In just one example, the FBI is now investigating a Michigan woman regarding a tweet she sent out the day after the Paris attacks:
“Dearborn, MI has the largest Muslim population in the United States. Let’s f--- that place up and send a message to ISIS. We’re coming.”
From a local tweet like that to CNN anchors questioning why no one in the French Muslim community spoke up to warn of the Paris attacks, the shock waves of fear and paranoia can be felt resonating far and wide.
Dr. Farha Abbasi wants to remind us that knee-jerk reactions and generalizations like these can harm the people making them just as much as those they're aimed at.
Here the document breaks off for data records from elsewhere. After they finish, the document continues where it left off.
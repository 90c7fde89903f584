use thiserror::Error;

#[derive(Error, Debug)]
pub enum LoadError {
    #[error("failed to read CSV: {0}")]
    Csv(#[from] csv::Error),
    #[error("failed to open {path}: {source}")]
    Io {
        path: String,
        #[source]
        source: std::io::Error,
    },
    #[error("missing required column '{0}'")]
    MissingColumn(&'static str),
    #[error("row {row}: invalid timestamp '{value}', expected YYYY-MM-DD HH:MM:SS")]
    InvalidTimestamp { row: usize, value: String },
    #[error("row {row}: invalid rating '{value}', expected an integer from 1 to 5")]
    InvalidRating { row: usize, value: String },
}

#[derive(Error, Debug, PartialEq, Eq)]
pub enum CsatError {
    #[error("cannot compute CSAT for an empty group")]
    EmptyGroup,
}
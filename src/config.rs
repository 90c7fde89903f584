use std::net::SocketAddr;

use clap::Args;

pub const DEFAULT_MAX_UPLOAD_BYTES: usize = 10 * 1024 * 1024;

#[derive(Args, Debug, Clone)]
pub struct DashboardConfig {
    /// Address the dashboard listens on
    #[arg(long, env = "CSAT_BIND", default_value = "127.0.0.1:8501")]
    pub bind: SocketAddr,
    /// Largest accepted CSV upload, in bytes
    #[arg(long, env = "CSAT_MAX_UPLOAD_BYTES", default_value_t = DEFAULT_MAX_UPLOAD_BYTES)]
    pub max_upload_bytes: usize,
}

impl Default for DashboardConfig {
    fn default() -> Self {
        Self {
            bind: SocketAddr::from(([127, 0, 0, 1], 8501)),
            max_upload_bytes: DEFAULT_MAX_UPLOAD_BYTES,
        }
    }
}
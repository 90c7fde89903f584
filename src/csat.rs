use std::collections::BTreeMap;

use chrono::NaiveDate;

use crate::error::CsatError;
use crate::models::{DailyCsat, DailyPoint, EntityCsat, Record};

#[derive(Debug, Default, Clone, Copy)]
struct Tally {
    satisfied: usize,
    total: usize,
}

impl Tally {
    fn add(&mut self, record: &Record) {
        if record.is_satisfied() {
            self.satisfied += 1;
        }
        self.total += 1;
    }
}

/// Percentage of satisfied responses; errors instead of dividing by zero.
pub fn satisfaction_percentage(satisfied: usize, total: usize) -> Result<f64, CsatError> {
    if total == 0 {
        return Err(CsatError::EmptyGroup);
    }
    Ok(satisfied as f64 / total as f64 * 100.0)
}

/// CSAT and submission count per entity, ordered by entity.
pub fn csat_by_entity(records: &[Record]) -> Result<Vec<EntityCsat>, CsatError> {
    let mut groups: BTreeMap<&str, Tally> = BTreeMap::new();

    for record in records {
        groups.entry(record.entity.as_str()).or_default().add(record);
    }

    groups
        .into_iter()
        .map(|(entity, tally)| {
            Ok(EntityCsat {
                entity: entity.to_string(),
                csat: satisfaction_percentage(tally.satisfied, tally.total)?,
                total_submissions: tally.total,
            })
        })
        .collect()
}

/// Day-by-day CSAT for one entity in chronological order.
pub fn daily_csat(records: &[Record], entity: &str) -> Result<DailyCsat, CsatError> {
    let mut days: BTreeMap<NaiveDate, Tally> = BTreeMap::new();

    for record in records.iter().filter(|record| record.entity == entity) {
        days.entry(record.submitted_at.date()).or_default().add(record);
    }

    let points = days
        .into_iter()
        .map(|(date, tally)| {
            Ok(DailyPoint {
                date,
                csat: satisfaction_percentage(tally.satisfied, tally.total)?,
                respondents: tally.total,
            })
        })
        .collect::<Result<Vec<_>, CsatError>>()?;

    Ok(DailyCsat {
        entity: entity.to_string(),
        points,
    })
}
use std::fmt;
use std::str::FromStr;

use chrono::{DateTime, Local, NaiveDate, NaiveDateTime};
use serde::{Deserialize, Deserializer, Serialize};
use uuid::Uuid;

use crate::csat;
use crate::error::CsatError;
use crate::filter::{self, TimeRange};
use crate::models::{DailyCsat, Dataset, EntityCsat};

/// An uploaded dataset and when it was loaded.
#[derive(Debug, Clone)]
pub struct Session {
    pub id: Uuid,
    pub source_name: String,
    pub dataset: Dataset,
    pub loaded_at: DateTime<Local>,
}

impl Session {
    pub fn new(source_name: impl Into<String>, dataset: Dataset) -> Self {
        Self {
            id: Uuid::new_v4(),
            source_name: source_name.into(),
            dataset,
            loaded_at: Local::now(),
        }
    }
}

/// Filter selections for one dashboard interaction.
#[derive(Debug, Clone, Default, PartialEq, Eq, Serialize, Deserialize)]
pub struct SessionConfig {
    #[serde(default)]
    pub range: TimeRange,
    #[serde(default, deserialize_with = "empty_as_none")]
    pub entity: Option<String>,
    #[serde(default, deserialize_with = "empty_as_none")]
    pub start: Option<NaiveDate>,
    #[serde(default, deserialize_with = "empty_as_none")]
    pub end: Option<NaiveDate>,
}

/// Treats a blank form value (a cleared date picker sends `start=`) as unset.
pub fn empty_as_none<'de, D, T>(deserializer: D) -> Result<Option<T>, D::Error>
where
    D: Deserializer<'de>,
    T: FromStr,
    T::Err: fmt::Display,
{
    let value: Option<String> = Option::deserialize(deserializer)?;
    match value.as_deref().map(str::trim) {
        None | Some("") => Ok(None),
        Some(text) => text.parse().map(Some).map_err(serde::de::Error::custom),
    }
}

/// Everything the dashboard shows for one set of selections.
#[derive(Debug, Clone, Serialize)]
pub struct DashboardView {
    pub range: TimeRange,
    pub summary: Vec<EntityCsat>,
    pub entities: Vec<String>,
    pub selected_entity: Option<String>,
    pub start: Option<NaiveDate>,
    pub end: Option<NaiveDate>,
    pub daily: Option<DailyCsat>,
}

impl DashboardView {
    pub fn build(
        dataset: &Dataset,
        config: &SessionConfig,
        now: NaiveDateTime,
    ) -> Result<Self, CsatError> {
        let recent = filter::filter_by_time_range(&dataset.records, config.range, now);
        let summary = csat::csat_by_entity(&recent)?;

        let entities = dataset.entities();
        let selected_entity = config
            .entity
            .clone()
            .or_else(|| entities.first().cloned());

        let span = dataset.date_span();
        let start = config.start.or(span.map(|(min, _)| min));
        let end = config.end.or(span.map(|(_, max)| max));

        let daily = match (&selected_entity, start, end) {
            (Some(entity), Some(start), Some(end)) => {
                Some(daily_for_dates(dataset, entity, start, end)?)
            }
            _ => None,
        };

        Ok(Self {
            range: config.range,
            summary,
            entities,
            selected_entity,
            start,
            end,
            daily,
        })
    }
}

/// Daily CSAT for `entity` between two calendar dates, both days included.
pub fn daily_for_dates(
    dataset: &Dataset,
    entity: &str,
    start: NaiveDate,
    end: NaiveDate,
) -> Result<DailyCsat, CsatError> {
    let window = filter::filter_by_date_range(
        &dataset.records,
        filter::start_of_day(start),
        filter::end_of_day(end),
    );
    csat::daily_csat(&window, entity)
}
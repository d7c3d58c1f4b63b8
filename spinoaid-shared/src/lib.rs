//! # SpinoAid Shared Library
//!
//! Types and business logic used by the SpinoAid API server.
//!
//! ## Module Organization
//!
//! - `auth`: credential hashing, bearer tokens, the auth gate
//! - `store`: the storage collaborator trait and its implementations
//! - `models`: users, patients and annotation records
//! - `inference`: the image analysis seam

pub mod auth;
pub mod inference;
pub mod models;
pub mod store;

/// Current version of the shared library
pub const VERSION: &str = env!("CARGO_PKG_VERSION");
“Phobia, paranoia, is something that affects both the perpetrator and the victim,” she says.
Abbasi explains that Americans live in a peaceful, cohesive society, but when paranoia seeps into the cracks of our communities it starts to make us distrust one another.
She is concerned that the way American Muslims are treated and portrayed in light of these attacks will have detrimental effects on children still growing a sense of identity.
“Suddenly Muslim youth are under attack. They feel that they have to defend and they have to stand up and say, this is not us, this is not about me,” Abbasi says.
But according to Abbasi, it isn’t just Muslims being affected by these phobic tendencies.
"I think we are caught in between people who are perverting our religion and people who want to push towards those people."
“We are seeing high rates of anxiety, depression and post-traumatic stress [among American Muslims.] But we are also seeing similar findings in non-Muslim Americans who are now fearing that ISIS is right there in their neighborhood or they are looking at everybody suspiciously … so it is affecting both sides of the issue,” she says.
Abbasi came to America 15 years ago, and tells us that from Day One she was subjected to suspicion and scrutiny all too familiar to Muslims in the U.S.
“I was asked this question, ‘why aren’t you denouncing terrorism?’” she says. She tells us while being screened for citizenship she was made to stand and apologize about al-Qaida and the Iraq War, and she had to announce that Saddam Hussein “was not one of us.”
She looks to school shootings in America, in which the perpetrator often turns out to be a white male. “Does that mean that every Caucasian kid here should [be asked,] ‘but why don’t you denounce these college shootings?” she says.
“Naturally we all denounce terrorism,” Abbasi says. “But to be asked again and again … I feel it’s microaggression now.”
Since the Paris attacks, Abbasi has come up with an idea she’s calling MUTE, or Muslims Under Threat of Extremists. She explains that the vast majority of Americans do not buy into the story that all Muslims are terrorists or an extremist threat, but the vocal minority “are hijacking our narrative” and painting a negative picture of the community as a whole.
“I think we are caught in between people who are perverting our religion and people who want to push towards those people,” Abbasi says.
“MUTE is a call to all fellow Americans to come together in the spirit of the United States of America: e pluribus unum, out of many, one – and I am one of those many.”
For The Next Idea, Abbasi discusses how Islamophobia harms everyone in America and how we can work together to overcome irrational fear and paranoia.
Dr. Farha Abbasi is an assistant professor of psychiatry at Michigan State University and the managing editor of the Journal of Muslim Mental Health.